The effect of sulphur pressure on the depth distribution of elements in Cu(In,Ga)S2 films

We have studied the deposition of Cu(In,Ga)S2 films for thin-film solar cells. In this study, Cu(In,Ga)S2 films have been prepared with varied sulphur pressure. A sequential multi-source evaporation process has been employed. Deposition of an In–Ga–S precursor layer was followed by the diffusion of Cu and S into the precursor layer. The depth profiles of the impurities O and C, and constituent elements In and Ga were investigated by secondary-ion mass spectroscopy (SIMS). Coevaporated films were measured for comparison and the concentrations of O, C, In, and Ga were almost constant throughout the film. In case of our sequential process, a higher Ga-concentration inside the Cu(In,Ga)S2 layer and a lower one towards the surface has been confirmed. X-ray diffraction (XRD) data also confirm the existence of two Cu(In,Ga)S2 layers with different Ga content.
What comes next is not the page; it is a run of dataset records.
//! Tools: callable capabilities exposed to the model.
//!
//! - [`Tool`]: typed tool trait; [`DynTool`] is its object-safe form.
//! - [`ToolRegistry`]: named tools shared across agents.
//! - [`ToolExecutor`]: runs a model-issued tool call through the
//!   `tool.*` pipelines.
//!
//! # Example
//!
//! ```rust,ignore
//! use atlas::prelude::*;
//!
//! struct Weather;
//!
//! #[derive(Deserialize)]
//! struct WeatherArgs { city: String }
//!
//! #[async_trait]
//! impl Tool for Weather {
//!     const NAME: &'static str = "weather";
//!     type Args = WeatherArgs;
//!     type Output = String;
//!     type Error = ToolError;
//!
//!     fn description(&self) -> String { "Current weather for a city".into() }
//!
//!     fn parameters(&self) -> Vec<ToolParameter> {
//!         vec![ToolParameter::string("city", "City name")]
//!     }
//!
//!     async fn call(&self, args: WeatherArgs, _ctx: &ToolContext) -> Result<String, ToolError> {
//!         Ok(format!("Sunny in {}", args.city))
//!     }
//! }
//! ```

mod executor;
mod registry;
mod result;
mod traits;

pub use executor::{ToolCallRecord, ToolExecution, ToolExecutor, ToolFailure};
pub use registry::ToolRegistry;
pub use result::{ToolContext, ToolResult};
pub use traits::{DynTool, SharedTool, Tool};

use serde::{Deserialize, Serialize};
use serde_json::Value;

use crate::schema::object_schema;

/// A tool parameter. Same builder as schema properties.
pub use crate::schema::Property as ToolParameter;

/// Definition of a tool as sent to the provider.
#[derive(Debug, Clone, PartialEq, Serialize, Deserialize)]
pub struct ToolDefinition {
    /// Name of the function.
    pub name: String,
    /// What the function does; the model uses this to choose it.
    pub description: String,
    /// JSON Schema object describing the parameters.
    pub parameters: Value,
}

impl ToolDefinition {
    /// Create a new tool definition.
    #[must_use]
    pub fn new(name: impl Into<String>, description: impl Into<String>, parameters: Value) -> Self {
        Self {
            name: name.into(),
            description: description.into(),
            parameters,
        }
    }

    /// Create a definition whose parameter schema is built from `parameters`.
    #[must_use]
    pub fn from_parameters(
        name: impl Into<String>,
        description: impl Into<String>,
        parameters: &[ToolParameter],
    ) -> Self {
        Self::new(name, description, object_schema(parameters))
    }
}
impl ChatResponse {
    /// Creates a new response with a message.
    #[must_use]
    pub const fn new(message: Message) -> Self {
        Self {
            message,
            stop_reason: StopReason::Stop,
            usage: None,
            model: None,
            id: None,
        }
    }

    /// Creates a response from text content.
    #[must_use]
    pub fn from_text(content: impl Into<String>) -> Self {
        Self::new(Message::assistant(content))
    }

    /// Creates a response that requests tool calls.
    #[must_use]
    pub fn from_tool_calls(tool_calls: Vec<ToolCall>) -> Self {
        Self::new(Message::assistant_tool_calls(tool_calls)).with_stop_reason(StopReason::ToolCalls)
    }

    /// Sets the stop reason.
    #[must_use]
    pub const fn with_stop_reason(mut self, reason: StopReason) -> Self {
        self.stop_reason = reason;
        self
    }

    /// Sets usage statistics.
    #[must_use]
    pub const fn with_usage(mut self, usage: Usage) -> Self {
        self.usage = Some(usage);
        self
    }

    /// Sets the model identifier.
    #[must_use]
    pub fn with_model(mut self, model: impl Into<String>) -> Self {
        self.model = Some(model.into());
        self
    }

    /// Returns the text content of the response.
    #[must_use]
    pub fn text(&self) -> Option<String> {
        self.message.text()
    }

    /// Deserialize the response text into a concrete Rust type.
    ///
    /// # Errors
    ///
    /// Returns [`serde_json::Error`] if the text cannot be deserialized into `T`.
    pub fn parse<T: serde::de::DeserializeOwned>(&self) -> serde_json::Result<T> {
        let text = self.text().unwrap_or_default();
        serde_json::from_str(&text)
    }

    /// Returns `true` if the response contains tool calls.
    #[must_use]
    pub fn has_tool_calls(&self) -> bool {
        self.message.has_tool_calls()
    }

    /// Returns the tool calls if present.
    #[must_use]
    pub fn tool_calls(&self) -> Option<&[ToolCall]> {
        self.message.tool_calls.as_deref()
    }
}

/// A structured-output response: the decoded JSON value plus the raw response.
#[derive(Debug, Clone, PartialEq, Serialize, Deserialize)]
pub struct StructuredResponse {
    /// The decoded structured value.
    pub structured: Value,
    /// The underlying chat response.
    pub response: ChatResponse,
}
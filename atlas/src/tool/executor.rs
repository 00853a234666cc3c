//! Executes model-issued tool calls through the `tool.*` pipelines.

use serde::{Deserialize, Serialize};
use serde_json::Value;
use tracing::{Instrument, debug, info_span, warn};

use crate::error::{Error, Result, ToolError};
use crate::message::ToolCall;
use crate::pipeline::{PipelineRunner, RuntimeHandlers, events};

use super::result::{ToolContext, ToolResult};
use super::traits::SharedTool;

/// Payload of `tool.before_execute` and `tool.after_execute`.
///
/// A `before` handler that sets `result` pre-empts the tool call.
#[derive(Debug, Clone, PartialEq, Serialize, Deserialize)]
pub struct ToolExecution {
    /// Tool name as requested by the model.
    pub tool: String,
    /// Provider-assigned call id.
    pub call_id: String,
    /// Decoded arguments.
    pub arguments: Value,
    /// Context handed to the tool.
    pub context: ToolContext,
    /// The result, once known.
    pub result: Option<ToolResult>,
}

/// Payload of `tool.on_error`.
///
/// Handlers may set `result` to replace the error message sent to the model.
#[derive(Debug)]
pub struct ToolFailure {
    /// Tool name as requested by the model.
    pub tool: String,
    /// Provider-assigned call id.
    pub call_id: String,
    /// Decoded arguments.
    pub arguments: Value,
    /// Context handed to the tool.
    pub context: ToolContext,
    /// What went wrong.
    pub error: Error,
    /// Replacement result.
    pub result: Option<ToolResult>,
}

/// A completed tool call, as reported on an agent response.
#[derive(Debug, Clone, PartialEq, Serialize, Deserialize)]
pub struct ToolCallRecord {
    /// Provider-assigned call id.
    pub id: String,
    /// Tool name.
    pub name: String,
    /// Arguments the model sent.
    pub arguments: Value,
    /// What the tool returned.
    pub result: ToolResult,
}

impl From<ToolExecution> for ToolCallRecord {
    fn from(execution: ToolExecution) -> Self {
        Self {
            id: execution.call_id,
            name: execution.tool,
            arguments: execution.arguments,
            result: execution
                .result
                .unwrap_or_else(|| ToolResult::error("tool produced no result")),
        }
    }
}

/// Runs tool calls with pipeline hooks and error capture.
#[derive(Debug, Clone)]
pub struct ToolExecutor {
    runner: PipelineRunner,
}

impl ToolExecutor {
    /// Create an executor dispatching through `runner`.
    #[must_use]
    pub const fn new(runner: PipelineRunner) -> Self {
        Self { runner }
    }

    /// Execute `call` against the matching tool in `tools`.
    ///
    /// Tool failures, unknown tools and failing `before`/`after` handlers are
    /// routed through `tool.on_error` and turned into an error
    /// [`ToolResult`] so the model can react.
    ///
    /// # Errors
    ///
    /// Only fails if a `tool.on_error` handler itself fails.
    pub async fn execute(
        &self,
        tools: &[SharedTool],
        call: &ToolCall,
        context: &ToolContext,
        runtime: &RuntimeHandlers,
    ) -> Result<ToolExecution> {
        let span = info_span!("atlas.tool", tool = %call.name, call_id = %call.id);
        async {
            let execution = ToolExecution {
                tool: call.name.clone(),
                call_id: call.id.clone(),
                arguments: call.arguments_value(),
                context: context.clone(),
                result: None,
            };

            let failed = execution.clone();
            match self.run(tools, execution, runtime).await {
                Ok(execution) => Ok(execution),
                Err(error) => self.recover(failed, error, runtime).await,
            }
        }
        .instrument(span)
        .await
    }

    async fn run(
        &self,
        tools: &[SharedTool],
        execution: ToolExecution,
        runtime: &RuntimeHandlers,
    ) -> Result<ToolExecution> {
        let mut execution = self
            .runner
            .run_with(events::TOOL_BEFORE_EXECUTE, execution, runtime)
            .await?;

        if execution.result.is_some() {
            debug!("tool call pre-empted by pipeline");
        } else {
            let tool = tools
                .iter()
                .find(|t| t.name() == execution.tool)
                .ok_or_else(|| ToolError::not_found(&execution.tool))?;
            let result = tool
                .call_json(execution.arguments.clone(), &execution.context)
                .await?;
            debug!(is_error = result.is_error(), "tool completed");
            execution.result = Some(result);
        }

        self.runner
            .run_with(events::TOOL_AFTER_EXECUTE, execution, runtime)
            .await
    }

    async fn recover(
        &self,
        execution: ToolExecution,
        error: Error,
        runtime: &RuntimeHandlers,
    ) -> Result<ToolExecution> {
        warn!(error = %error, "tool call failed");
        let failure = ToolFailure {
            tool: execution.tool,
            call_id: execution.call_id,
            arguments: execution.arguments,
            context: execution.context,
            error,
            result: None,
        };
        let failure = self
            .runner
            .run_with(events::TOOL_ON_ERROR, failure, runtime)
            .await?;

        let result = failure
            .result
            .unwrap_or_else(|| ToolResult::error(failure.error.to_string()));
        Ok(ToolExecution {
            tool: failure.tool,
            call_id: failure.call_id,
            arguments: failure.arguments,
            context: failure.context,
            result: Some(result),
        })
    }
}

#[cfg(test)]
#[allow(clippy::unwrap_used)]
mod tests {
    use std::sync::Arc;

    use async_trait::async_trait;
    use serde::Deserialize;
    use serde_json::json;

    use super::*;
    use crate::pipeline::{PipelineRegistry, handler_fn};
    use crate::tool::Tool;

    #[derive(Deserialize)]
    struct DivideArgs {
        a: f64,
        b: f64,
    }

    struct Divide;

    #[async_trait]
    impl Tool for Divide {
        const NAME: &'static str = "divide";
        type Args = DivideArgs;
        type Output = f64;
        type Error = ToolError;

        fn description(&self) -> String {
            "Divide a by b".into()
        }

        async fn call(&self, args: DivideArgs, _ctx: &ToolContext) -> std::result::Result<f64, ToolError> {
            if args.b == 0.0 {
                return Err(ToolError::execution("division by zero"));
            }
            Ok(args.a / args.b)
        }
    }

    fn setup() -> (ToolExecutor, Vec<SharedTool>) {
        let runner = PipelineRunner::new(Arc::new(PipelineRegistry::new()));
        (ToolExecutor::new(runner), vec![Arc::new(Divide) as SharedTool])
    }

    fn call(args: Value) -> ToolCall {
        ToolCall::new("call_1", "divide", args)
    }

    mod success {
        use super::*;

        #[tokio::test]
        async fn runs_tool() {
            let (executor, tools) = setup();
            let out = executor
                .execute(&tools, &call(json!({"a": 6, "b": 3})), &ToolContext::default(), &RuntimeHandlers::new())
                .await
                .unwrap();
            assert_eq!(out.result, Some(ToolResult::json(json!(2.0))));
            assert_eq!(out.call_id, "call_1");
        }

        #[tokio::test]
        async fn before_handler_can_preempt() {
            let (executor, tools) = setup();
            let mut runtime = RuntimeHandlers::new();
            runtime.register(
                events::TOOL_BEFORE_EXECUTE,
                handler_fn(|mut exec: ToolExecution| {
                    exec.result = Some(ToolResult::text("cached"));
                    Ok(exec)
                }),
                0,
            );

            let out = executor
                .execute(&tools, &call(json!({"a": 1, "b": 0})), &ToolContext::default(), &runtime)
                .await
                .unwrap();
            assert_eq!(out.result, Some(ToolResult::text("cached")));
        }

        #[tokio::test]
        async fn after_handler_rewrites_result() {
            let (executor, tools) = setup();
            executor.runner.registry().register(
                events::TOOL_AFTER_EXECUTE,
                handler_fn(|mut exec: ToolExecution| {
                    let text = exec.result.as_ref().map(ToolResult::to_text).unwrap_or_default();
                    exec.result = Some(ToolResult::text(format!("result={text}")));
                    Ok(exec)
                }),
                0,
            );

            let out = executor
                .execute(&tools, &call(json!({"a": 4, "b": 2})), &ToolContext::default(), &RuntimeHandlers::new())
                .await
                .unwrap();
            assert_eq!(out.result.unwrap().to_text(), "result=2.0");
        }
    }

    mod failures {
        use super::*;

        #[tokio::test]
        async fn tool_error_becomes_error_result() {
            let (executor, tools) = setup();
            let out = executor
                .execute(&tools, &call(json!({"a": 1, "b": 0})), &ToolContext::default(), &RuntimeHandlers::new())
                .await
                .unwrap();
            let result = out.result.unwrap();
            assert!(result.is_error());
            assert!(result.to_text().contains("division by zero"));
        }

        #[tokio::test]
        async fn unknown_tool_becomes_error_result() {
            let (executor, tools) = setup();
            let call = ToolCall::new("c", "missing", json!({}));
            let out = executor
                .execute(&tools, &call, &ToolContext::default(), &RuntimeHandlers::new())
                .await
                .unwrap();
            assert!(out.result.unwrap().to_text().contains("missing"));
        }

        #[tokio::test]
        async fn on_error_handler_can_replace_result() {
            let (executor, tools) = setup();
            executor.runner.registry().register(
                events::TOOL_ON_ERROR,
                handler_fn(|mut failure: ToolFailure| {
                    failure.result = Some(ToolResult::text("fallback"));
                    Ok(failure)
                }),
                0,
            );

            let out = executor
                .execute(&tools, &call(json!("not json")), &ToolContext::default(), &RuntimeHandlers::new())
                .await
                .unwrap();
            assert_eq!(out.result, Some(ToolResult::text("fallback")));
        }

        #[tokio::test]
        async fn failing_on_error_handler_propagates() {
            let (executor, tools) = setup();
            executor.runner.registry().register(
                events::TOOL_ON_ERROR,
                handler_fn(|_f: ToolFailure| Err(Error::pipeline(events::TOOL_ON_ERROR, "nope"))),
                0,
            );

            let err = executor
                .execute(&tools, &call(json!({"a": 1, "b": 0})), &ToolContext::default(), &RuntimeHandlers::new())
                .await
                .unwrap_err();
            assert!(matches!(err, Error::Pipeline { .. }));
        }
    }
}
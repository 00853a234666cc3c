//! Built-in pipeline handlers.
//!
//! # Example
//!
//! ```rust,ignore
//! use atlas::pipeline::{LoggingHandler, LogLevel, events};
//!
//! atlas.pipelines().register(
//!     events::AGENT_BEFORE_EXECUTE,
//!     LoggingHandler::<AgentExecution>::new("agent").with_level(LogLevel::Debug),
//!     100,
//! );
//! ```

use std::fmt;
use std::marker::PhantomData;
use std::time::Instant;

use async_trait::async_trait;

use crate::error::Result;

use super::handler::{Next, PipelineHandler};

/// Log verbosity level for pipeline traversal events.
///
/// Maps directly to `tracing` levels.
#[derive(Debug, Clone, Copy, Default, PartialEq, Eq)]
pub enum LogLevel {
    /// Trace-level logging (most verbose).
    Trace,
    /// Debug-level logging.
    Debug,
    /// Info-level logging (default).
    #[default]
    Info,
    /// Warn-level logging.
    Warn,
}

/// Emit a log event at the specified level using `tracing` macros.
macro_rules! log_at_level {
    ($level:expr, $($arg:tt)*) => {
        match $level {
            LogLevel::Trace => tracing::trace!($($arg)*),
            LogLevel::Debug => tracing::debug!($($arg)*),
            LogLevel::Info  => tracing::info!($($arg)*),
            LogLevel::Warn  => tracing::warn!($($arg)*),
        }
    };
}

/// A pass-through handler that logs entry, exit and failures of the rest of
/// the chain.
pub struct LoggingHandler<T> {
    label: String,
    level: LogLevel,
    _payload: PhantomData<fn(T) -> T>,
}

impl<T> LoggingHandler<T> {
    /// Create a handler logging under `label` at INFO.
    #[must_use]
    pub fn new(label: impl Into<String>) -> Self {
        Self {
            label: label.into(),
            level: LogLevel::default(),
            _payload: PhantomData,
        }
    }

    /// Set the log level.
    #[must_use]
    pub const fn with_level(mut self, level: LogLevel) -> Self {
        self.level = level;
        self
    }
}

#[async_trait]
impl<T> PipelineHandler<T> for LoggingHandler<T>
where
    T: Send + 'static,
{
    async fn handle(&self, data: T, next: Next<'_, T>) -> Result<T> {
        let remaining = next.remaining();
        log_at_level!(self.level, pipeline = %self.label, remaining, "Pipeline entered");

        let started = Instant::now();
        let result = next.run(data).await;
        let elapsed_ms = u64::try_from(started.elapsed().as_millis()).unwrap_or(u64::MAX);

        match &result {
            Ok(_) => log_at_level!(self.level, pipeline = %self.label, elapsed_ms, "Pipeline completed"),
            Err(err) => tracing::warn!(pipeline = %self.label, elapsed_ms, error = %err, "Pipeline failed"),
        }
        result
    }

    fn label(&self) -> &'static str {
        "logging"
    }
}

impl<T> fmt::Debug for LoggingHandler<T> {
    fn fmt(&self, f: &mut fmt::Formatter<'_>) -> fmt::Result {
        f.debug_struct("LoggingHandler")
            .field("label", &self.label)
            .field("level", &self.level)
            .finish()
    }
}
//! Logical schema types. Pure data; no IO here.

use std::fmt;

use serde::{Deserialize, Serialize};

use crate::types::Scalar;

/// Declared type of a column.
#[derive(Debug, Clone, Copy, PartialEq, Eq, Hash, Serialize, Deserialize)]
#[serde(rename_all = "lowercase")]
pub enum ColumnKind {
    Numeric,
    Categorical,
}

impl ColumnKind {
    /// Numeric when every non-null value is a number. A column with no
    /// non-null values counts as numeric.
    pub fn infer<'a>(values: impl IntoIterator<Item = &'a Scalar>) -> Self {
        let all_numeric = values
            .into_iter()
            .filter(|v| !v.is_null())
            .all(|v| matches!(v, Scalar::Num(_)));
        if all_numeric {
            ColumnKind::Numeric
        } else {
            ColumnKind::Categorical
        }
    }

    /// Kind of a column built from two sides of a join.
    pub fn unify(self, other: ColumnKind) -> ColumnKind {
        if self == other {
            self
        } else {
            ColumnKind::Categorical
        }
    }
}

impl fmt::Display for ColumnKind {
    fn fmt(&self, f: &mut fmt::Formatter<'_>) -> fmt::Result {
        match self {
            ColumnKind::Numeric => write!(f, "numeric"),
            ColumnKind::Categorical => write!(f, "categorical"),
        }
    }
}

#[derive(Debug, Clone, PartialEq, Eq, Serialize, Deserialize)]
pub struct Field {
    pub name: String,
    #[serde(rename = "type")]
    pub kind: ColumnKind,
}

impl Field {
    pub fn new(name: impl Into<String>, kind: ColumnKind) -> Self {
        Self {
            name: name.into(),
            kind,
        }
    }
}
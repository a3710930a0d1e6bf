use std::path::PathBuf;

use tabfuse_core::id::TaskId;
use thiserror::Error;

pub type Result<T> = std::result::Result<T, Error>;

#[derive(Debug, Error)]
pub enum Error {
    #[error("source '{source_name}' not found at {}", path.display())]
    SourceMissing { source_name: String, path: PathBuf },

    #[error("source '{source_name}' has unsupported format '{extension}'")]
    UnsupportedFormat {
        source_name: String,
        extension: String,
    },

    #[error("source '{source_name}' has no column '{column}'")]
    ColumnMissing { source_name: String, column: String },

    #[error("results for task {0} are already persisted")]
    AlreadyPersisted(TaskId),

    #[error("malformed input: {0}")]
    Malformed(String),

    #[error("store: {0}")]
    Store(String),

    #[error("csv: {0}")]
    Csv(#[from] csv::Error),

    #[error("json: {0}")]
    Json(#[from] serde_json::Error),

    #[error("io: {0}")]
    Io(#[from] std::io::Error),

    #[error(transparent)]
    Core(#[from] tabfuse_core::error::Error),
}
It has been found that the O-concentration was constant in the bulk and maximum at the interface between Ga-rich bottom layers and In-rich surface layers with a decreased concentration next to the surface. On the other hand, C was also nearly constant in the bulk, but tended to increase in a layer close to the surface. A model of the incorporation of impurities will be proposed. The changes of concentrations of O, C, In, and Ga become less pronounced with increasing S-pressure. This indicates that higher S-partial pressure may promote the diffusion of the constituent elements and impurities in the film. A solar cell made from one of our Cu(In,Ga)S2 films showed an efficiency of 9.3% (total area, no antireflection coating, effective band gap≌1.52 eV).